La perspective de ce scrutin ouvre la voie à d’autres consultations au sein des différents Etats membres. Le manque de stabilité politique que ce vote induit pourrait ainsi engendrer de nouveaux arbitrages de la part des investisseurs internationaux entre les pays de l’UE en fonction de leur « europhilie » et miner l’attractivité d’ensemble d’un continent vieillissant. C’est ce nouveau « risque politique » qui a poussé les 27 chefs d’Etats membres à concéder autant lors des négociations, qui semblent, ironie du sort, ne pas être déterminantes pour le vote à venir.

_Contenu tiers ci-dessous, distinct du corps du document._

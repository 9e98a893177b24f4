//! Token Budget (C2)
//!
//! Estimates token counts from character length and truncates result arrays
//! to fit within a configured budget while guaranteeing at least
//! `min_items` survive, even if the first item alone exceeds the budget.

use crate::config::TokenBudgetConfig;
use serde::Serialize;

/// Outcome of truncating a slice of items to the configured token budget.
#[derive(Debug, Clone, PartialEq)]
pub struct TruncateResult<T> {
    pub items: Vec<T>,
    pub tokens_used: usize,
    pub truncated: bool,
    pub original_count: usize,
    pub returned_count: usize,
}

/// Token budget estimator/truncator. Cheap to construct; holds only config.
#[derive(Debug, Clone)]
pub struct TokenBudget {
    config: TokenBudgetConfig,
}

impl TokenBudget {
    pub fn new(config: TokenBudgetConfig) -> Self {
        Self { config }
    }

    /// Estimate the token count of `text` as `max(1, ceil(len / chars_per_token))`.
    pub fn estimate_tokens_str(&self, text: &str) -> usize {
        let len = text.chars().count() as f64;
        ((len / self.config.chars_per_token).ceil() as usize).max(1)
    }

    /// Estimate the token count of any serializable value by stringifying it
    /// first (matching the spec's "stringify non-string inputs" rule).
    pub fn estimate_tokens<T: Serialize>(&self, value: &T) -> usize {
        let text = serde_json::to_string(value).unwrap_or_default();
        self.estimate_tokens_str(&text)
    }

    fn effective_budget(&self) -> f64 {
        self.config.max_tokens as f64 * self.config.safety_buffer
    }

    /// `true` if `value`'s estimated token count fits within the effective
    /// budget (`max_tokens * safety_buffer`).
    pub fn fits_within_budget<T: Serialize>(&self, value: &T) -> bool {
        (self.estimate_tokens(value) as f64) <= self.effective_budget()
    }

    /// Remaining budget (non-negative) after `used` tokens have been spent.
    pub fn remaining_budget(&self, used: usize) -> f64 {
        (self.effective_budget() - used as f64).max(0.0)
    }

    /// Truncate `items` to fit the token budget. Stops adding once the
    /// cumulative estimate would exceed the effective budget *and* at least
    /// `min_items` have already been included — so the first item is always
    /// included regardless of its own size.
    pub fn truncate<T, F>(&self, items: Vec<T>, estimate: F) -> TruncateResult<T>
    where
        F: Fn(&T) -> usize,
    {
        let original_count = items.len();
        let budget = self.effective_budget();
        let min_items = self.config.min_items;

        let mut kept = Vec::with_capacity(items.len());
        let mut tokens_used = 0usize;
        let mut truncated = false;

        for item in items {
            let cost = estimate(&item);
            let would_be = tokens_used + cost;
            if would_be as f64 > budget && kept.len() >= min_items {
                truncated = true;
                break;
            }
            tokens_used = would_be;
            kept.push(item);
        }

        truncated = truncated || kept.len() < original_count;

        TruncateResult {
            returned_count: kept.len(),
            items: kept,
            tokens_used,
            truncated,
            original_count,
        }
    }

    /// Convenience truncation for serializable items, estimating tokens via
    /// JSON stringification per-item.
    pub fn truncate_serializable<T: Serialize>(&self, items: Vec<T>) -> TruncateResult<T> {
        let budget = self.clone();
        self.truncate(items, move |item| budget.estimate_tokens(item))
    }
}
//! Usage Tracker (C11)
//!
//! Thin orchestration over `Storage::record_access` plus the two read-side
//! views the spec calls for: sorted usage stats and cleanup-candidate
//! discovery.

use crate::storage::{Storage, StorageError};
use crate::types::MemoryRecord;
use chrono::Utc;
use tracing::warn;

const CLEANUP_AGE_DAYS: i64 = 90;
const CLEANUP_MAX_ACCESS_COUNT: u64 = 2;
const CLEANUP_MAX_CONFIDENCE: f32 = 0.4;

const LIST_SCAN_PAGE_SIZE: i64 = 1000;

#[derive(Debug, Clone, Copy, PartialEq, Eq)]
pub enum SortBy {
    AccessCount,
    LastAccessed,
    Confidence,
}

#[derive(Debug, Clone, Copy, PartialEq, Eq)]
pub enum SortOrder {
    Ascending,
    Descending,
}

#[derive(Debug, Clone)]
pub struct UsageStatsQuery {
    pub sort_by: SortBy,
    pub order: SortOrder,
    pub limit: usize,
}

#[derive(Debug, Clone)]
pub struct CleanupCandidate {
    pub memory: MemoryRecord,
    pub reasons: Vec<String>,
}

/// Record an access. Failures are logged, not propagated — a broken access
/// counter must never break a read path (§4.11).
pub fn record_access(storage: &Storage, id: i64) {
    if let Err(err) = storage.record_access(id) {
        warn!(memory_id = id, error = %err, "record_access failed, continuing");
    }
}

fn scan_all(storage: &Storage) -> Result<Vec<MemoryRecord>, StorageError> {
    let mut all = Vec::new();
    let mut offset = 0_i64;
    loop {
        let page = storage.list_paginated(None, LIST_SCAN_PAGE_SIZE, offset)?;
        let got = page.len();
        all.extend(page);
        if got < LIST_SCAN_PAGE_SIZE as usize {
            break;
        }
        offset += LIST_SCAN_PAGE_SIZE;
    }
    Ok(all)
}

/// Top-N memories with `access_count > 0`, sorted per `query`.
pub fn usage_stats(storage: &Storage, query: &UsageStatsQuery) -> Result<Vec<MemoryRecord>, StorageError> {
    let mut used: Vec<MemoryRecord> = scan_all(storage)?.into_iter().filter(|m| m.access_count > 0).collect();

    used.sort_by(|a, b| {
        let ordering = match query.sort_by {
            SortBy::AccessCount => a.access_count.cmp(&b.access_count),
            SortBy::LastAccessed => a.last_accessed.cmp(&b.last_accessed),
            SortBy::Confidence => a.confidence.partial_cmp(&b.confidence).unwrap_or(std::cmp::Ordering::Equal),
        };
        match query.order {
            SortOrder::Ascending => ordering,
            SortOrder::Descending => ordering.reverse(),
        }
    });

    used.truncate(query.limit);
    Ok(used)
}

fn cleanup_reasons(memory: &MemoryRecord, now: chrono::DateTime<Utc>) -> Vec<String> {
    let mut reasons = Vec::new();

    let age_days = (now - memory.created_at).num_days();
    if age_days > CLEANUP_AGE_DAYS {
        reasons.push(format!("created {age_days} days ago (older than {CLEANUP_AGE_DAYS})"));
    }
    if memory.access_count <= CLEANUP_MAX_ACCESS_COUNT {
        reasons.push(format!("accessed only {} time(s)", memory.access_count));
    }
    if memory.confidence <= CLEANUP_MAX_CONFIDENCE {
        reasons.push(format!("confidence {:.2} is at or below {CLEANUP_MAX_CONFIDENCE}", memory.confidence));
    }

    reasons
}

/// Memories that qualify as cleanup candidates: any of stale creation date,
/// low access count, or low confidence (§4.11).
pub fn cleanup_candidates(storage: &Storage) -> Result<Vec<CleanupCandidate>, StorageError> {
    let now = Utc::now();
    let all = scan_all(storage)?;

    Ok(all
        .into_iter()
        .filter_map(|memory| {
            let reasons = cleanup_reasons(&memory, now);
            if reasons.is_empty() {
                None
            } else {
                Some(CleanupCandidate { memory, reasons })
            }
        })
        .collect())
}

#[cfg(test)]
mod tests {
    use super::*;
    use crate::storage::NewMemory;
    use crate::types::{ContextType, ImportanceTier};

    fn index(storage: &Storage, confidence: f32) -> i64 {
        storage
            .index_memory(
                NewMemory {
                    spec_folder: "proj".into(),
                    file_path: format!("/a/{confidence}.md"),
                    anchor_id: None,
                    title: "T".into(),
                    trigger_phrases: vec![],
                    content_hash: format!("h-{confidence}"),
                    embedding_model: None,
                    importance_weight: 0.5,
                    importance_tier: ImportanceTier::Normal,
                    context_type: ContextType::General,
                    decay_half_life_days: 90.0,
                    is_pinned: false,
                    confidence,
                    channel: None,
                    session_id: None,
                },
                None,
            )
            .unwrap()
    }

    #[test]
    fn record_access_increments_count() {
        let storage = Storage::open_in_memory(vec![], None).unwrap();
        let id = index(&storage, 1.0);
        record_access(&storage, id);
        record_access(&storage, id);
        let memory = storage.get_by_id(id).unwrap().unwrap();
        assert_eq!(memory.access_count, 2);
    }

    #[test]
    fn usage_stats_excludes_unused_memories() {
        let storage = Storage::open_in_memory(vec![], None).unwrap();
        let used = index(&storage, 1.0);
        index(&storage, 1.0);
        record_access(&storage, used);

        let stats = usage_stats(
            &storage,
            &UsageStatsQuery {
                sort_by: SortBy::AccessCount,
                order: SortOrder::Descending,
                limit: 10,
            },
        )
        .unwrap();
        assert_eq!(stats.len(), 1);
        assert_eq!(stats[0].id, used);
    }

    #[test]
    fn cleanup_candidates_flags_low_confidence() {
        let storage = Storage::open_in_memory(vec![], None).unwrap();
        index(&storage, 0.1);
        let candidates = cleanup_candidates(&storage).unwrap();
        assert_eq!(candidates.len(), 1);
        assert!(candidates[0].reasons.iter().any(|r| r.contains("confidence")));
    }

    #[test]
    fn cleanup_candidates_skips_healthy_memories() {
        let storage = Storage::open_in_memory(vec![], None).unwrap();
        let id = index(&storage, 0.9);
        for _ in 0..5 {
            record_access(&storage, id);
        }
        let candidates = cleanup_candidates(&storage).unwrap();
        assert!(candidates.is_empty());
    }
}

C’est également l’introduction de ce précédent historique qui devrait mener les Etats membres, en cas de Brexit, à se montrer intransigeants vis-à-vis du Royaume-Uni lors du nouveau processus de négociation qui s’ouvrira pour redéfinir leurs relations : il s’agira en effet, afin d’éviter une dislocation de l’UE, de montrer aux autres peuples d’Europe qu’une sortie du projet européen ne peut être bénéfique. Un raisonnement pourtant « perdant-perdant » sur le plan économique, et politiquement désastreux.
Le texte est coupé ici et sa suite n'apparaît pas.